Required action → Return each line of the records below in which the string "SerializationError" turns up.
━━━━━ The records ━━━━━
#[tokio::test]
async fn test_restore_drops_stale_cache_entries() {
    let mut cache = SessionCache::in_memory();
    let ghost = TrackId::new("ghost");
    cache.save(
        &[track_with_duration("1", 10.0), track_with_duration("0", 10.0)],
        [&ghost, &TrackId::new("0")],
        &explayer_core::PlaybackSnapshot {
            current_time: 5.0,
            is_playing: false,
            current_track_index: Some(7),
            is_shuffled: true,
            repeat_mode: RepeatMode::All,
        },
    );

    let store = Arc::new(MemoryTrackStore::with_tracks([
        track_with_duration("0", 10.0),
        track_with_duration("1", 10.0),
        track_with_duration("2", 10.0),
    ]));
    let mut player = player_over(store, cache);
    player.restore().await.unwrap();

    let ids: Vec<&str> = player.playlist().tracks().iter().map(|t| t.id.as_str()).collect();
    assert_eq!(ids, vec!["1", "0", "2"]);
    assert_eq!(player.playlist().favorites().collect::<Vec<_>>(), vec![&TrackId::new("0")]);
    assert_eq!(player.playlist().current_index(), Some(2));
    assert!(player.transport().is_shuffled());
    assert_eq!(player.transport().repeat_mode(), RepeatMode::All);
}

#[tokio::test]
async fn test_restore_with_empty_store_and_cache() {
    let (mut player, _store) = memory_player();
    player.restore().await.unwrap();

    assert!(player.playlist().is_empty());
    assert_eq!(player.snapshot().current_track_index, None);
    assert_eq!(player.status(), PlaybackStatus::Stopped);
}

#[tokio::test]
async fn test_next_track_does_not_inherit_saved_position() {
    let mut player = player_with_tracks(&[100.0, 100.0]).await;
    player.play_track_at(0).await.unwrap();
    player.seek_to(0.9).unwrap();

    player.play_next().await.unwrap();
    assert_eq!(player.transport().position(), 0.0);

    // Back to the first track: the last save names the second one
    player.play_previous().await.unwrap();
    assert_eq!(player.transport().position(), 0.0);
}
/// ID types for ExPlayer entities
use serde::{Deserialize, Serialize};
use std::fmt;
use uuid::Uuid;

#[cfg(feature = "sqlx-support")]
use sqlx::{
    encode::IsNull,
    error::BoxDynError,
    sqlite::{SqliteArgumentValue, SqliteTypeInfo, SqliteValueRef},
    Decode, Encode, Sqlite, Type,
};

/// Track identifier
///
/// Generated ids are time-ordered UUIDs, so sorting ids lexically yields
/// import order.
#[derive(Debug, Clone, PartialEq, Eq, PartialOrd, Ord, Hash, Serialize, Deserialize)]
#[serde(transparent)]
pub struct TrackId(String);

impl TrackId {
    /// Create a track ID from an existing value
    pub fn new(id: impl Into<String>) -> Self {
        Self(id.into())
    }

    /// Generate a fresh, collision-resistant track ID
    pub fn generate() -> Self {
        Self(Uuid::now_v7().to_string())
    }

    /// Get the inner string
    pub fn as_str(&self) -> &str {
        &self.0
    }
}

impl fmt::Display for TrackId {
    fn fmt(&self, f: &mut fmt::Formatter<'_>) -> fmt::Result {
        write!(f, "{}", self.0)
    }
}

impl From<&str> for TrackId {
    fn from(id: &str) -> Self {
        Self::new(id)
    }
}

#[cfg(feature = "sqlx-support")]
impl Type<Sqlite> for TrackId {
    fn type_info() -> SqliteTypeInfo {
        <String as Type<Sqlite>>::type_info()
    }
}

#[cfg(feature = "sqlx-support")]
impl<'q> Encode<'q, Sqlite> for TrackId {
    fn encode_by_ref(
        &self,
        args: &mut Vec<SqliteArgumentValue<'q>>,
    ) -> Result<IsNull, BoxDynError> {
        <String as Encode<Sqlite>>::encode_by_ref(&self.0, args)
    }
}

#[cfg(feature = "sqlx-support")]
impl<'r> Decode<'r, Sqlite> for TrackId {
    fn decode(value: SqliteValueRef<'r>) -> Result<Self, BoxDynError> {
        let s = <String as Decode<Sqlite>>::decode(value)?;
        Ok(TrackId(s))
    }
}
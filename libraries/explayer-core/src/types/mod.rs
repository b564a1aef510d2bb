mod ids;
mod playback_state;
mod session;
mod track;

pub use ids::TrackId;
pub use playback_state::{PlaybackSnapshot, RepeatMode};
pub use session::SessionSnapshot;
pub use track::{title_from_file_name, Track, UNKNOWN_ARTIST};
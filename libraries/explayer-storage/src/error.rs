/// Storage-specific errors
use thiserror::Error;

/// Result type alias using `StorageError`
pub type Result<T> = std::result::Result<T, StorageError>;

/// Storage error types
#[derive(Error, Debug)]
pub enum StorageError {
    /// Migration error
    #[error("Migration error: {0}")]
    Migration(String),

    /// Serialization/deserialization error
    #[error("Serialization error: {0}")]
    SerializationError(String),

    /// Database error from `SQLx`
    #[error(transparent)]
    Database(#[from] sqlx::Error),

    /// I/O error
    #[error(transparent)]
    Io(#[from] std::io::Error),
}

impl From<sqlx::migrate::MigrateError> for StorageError {
    fn from(err: sqlx::migrate::MigrateError) -> Self {
        Self::Migration(err.to_string())
    }
}

impl From<serde_json::Error> for StorageError {
    fn from(err: serde_json::Error) -> Self {
        Self::SerializationError(err.to_string())
    }
}

impl From<StorageError> for explayer_core::ExError {
    fn from(err: StorageError) -> Self {
        explayer_core::ExError::storage(err.to_string())
    }
}
//! UI event dispatch
//!
//! Every affordance the UI renders maps to one [`UiEvent`]. The UI forwards
//! events to [`Player::handle`] and then drains the player's events to
//! refresh itself. Failures are logged and reported as
//! [`PlayerEvent::Error`](crate::PlayerEvent::Error); they never end the
//! session.

use crate::import::{ImportFile, ImportSummary};
use crate::player::Player;
use explayer_core::TrackId;
use std::time::Duration;

/// User input and media-element callbacks
#[derive(Debug, Clone)]
pub enum UiEvent {
    /// Play/pause button
    PlayPause,
    Next,
    Previous,
    ToggleShuffle,
    CycleRepeat,
    /// Seek bar click or drag, as a fraction of the bar
    SeekFraction(f64),
    /// Volume slider (0-100)
    Volume(u8),
    ToggleMute,
    ToggleFavorite(TrackId),
    Remove(TrackId),
    /// Playlist or favorites item click
    PlayIndex(usize),
    /// Drop zone or file picker
    FilesDropped(Vec<ImportFile>),
    /// Media element progress report
    PositionTick(Duration),
    /// Media element resolved the track length
    MetadataLoaded(Duration),
    /// Media element reached the end of the track
    TrackEnded,
}

impl UiEvent {
    fn name(&self) -> &'static str {
        match self {
            Self::PlayPause => "play_pause",
            Self::Next => "next",
            Self::Previous => "previous",
            Self::ToggleShuffle => "toggle_shuffle",
            Self::CycleRepeat => "cycle_repeat",
            Self::SeekFraction(_) => "seek",
            Self::Volume(_) => "volume",
            Self::ToggleMute => "toggle_mute",
            Self::ToggleFavorite(_) => "toggle_favorite",
            Self::Remove(_) => "remove",
            Self::PlayIndex(_) => "play_index",
            Self::FilesDropped(_) => "files_dropped",
            Self::PositionTick(_) => "position_tick",
            Self::MetadataLoaded(_) => "metadata_loaded",
            Self::TrackEnded => "track_ended",
        }
    }
}

impl Player {
    /// Apply one UI event
    ///
    /// Returns the import summary for [`UiEvent::FilesDropped`].
    pub async fn handle(&mut self, event: UiEvent) -> Option<ImportSummary> {
        let name = event.name();

        let result = match event {
            UiEvent::PlayPause => self.toggle_play().await,
            UiEvent::Next => self.play_next().await,
            UiEvent::Previous => self.play_previous().await,
            UiEvent::ToggleShuffle => {
                self.toggle_shuffle();
                Ok(())
            }
            UiEvent::CycleRepeat => {
                self.toggle_repeat();
                Ok(())
            }
            UiEvent::SeekFraction(fraction) => self.seek_to(fraction).map(|_| ()),
            UiEvent::Volume(percent) => {
                self.set_volume(percent);
                Ok(())
            }
            UiEvent::ToggleMute => {
                self.toggle_mute();
                Ok(())
            }
            UiEvent::ToggleFavorite(id) => {
                self.toggle_favorite(&id);
                Ok(())
            }
            UiEvent::Remove(id) => self.remove(&id).await.map(|_| ()),
            UiEvent::PlayIndex(index) => self.play_track_at(index).await,
            UiEvent::FilesDropped(files) => return Some(self.import_files(files).await),
            UiEvent::PositionTick(position) => {
                self.on_position_tick(position);
                Ok(())
            }
            UiEvent::MetadataLoaded(duration) => self.on_metadata_loaded(duration).await,
            UiEvent::TrackEnded => self.handle_track_end().await,
        };

        if let Err(e) = result {
            tracing::error!(event = name, error = %e, "UI action failed");
            self.emit_error(&e);
        }
        None
    }
}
━━━━━
Completed exercise →
    SerializationError(String),
        Self::SerializationError(err.to_string())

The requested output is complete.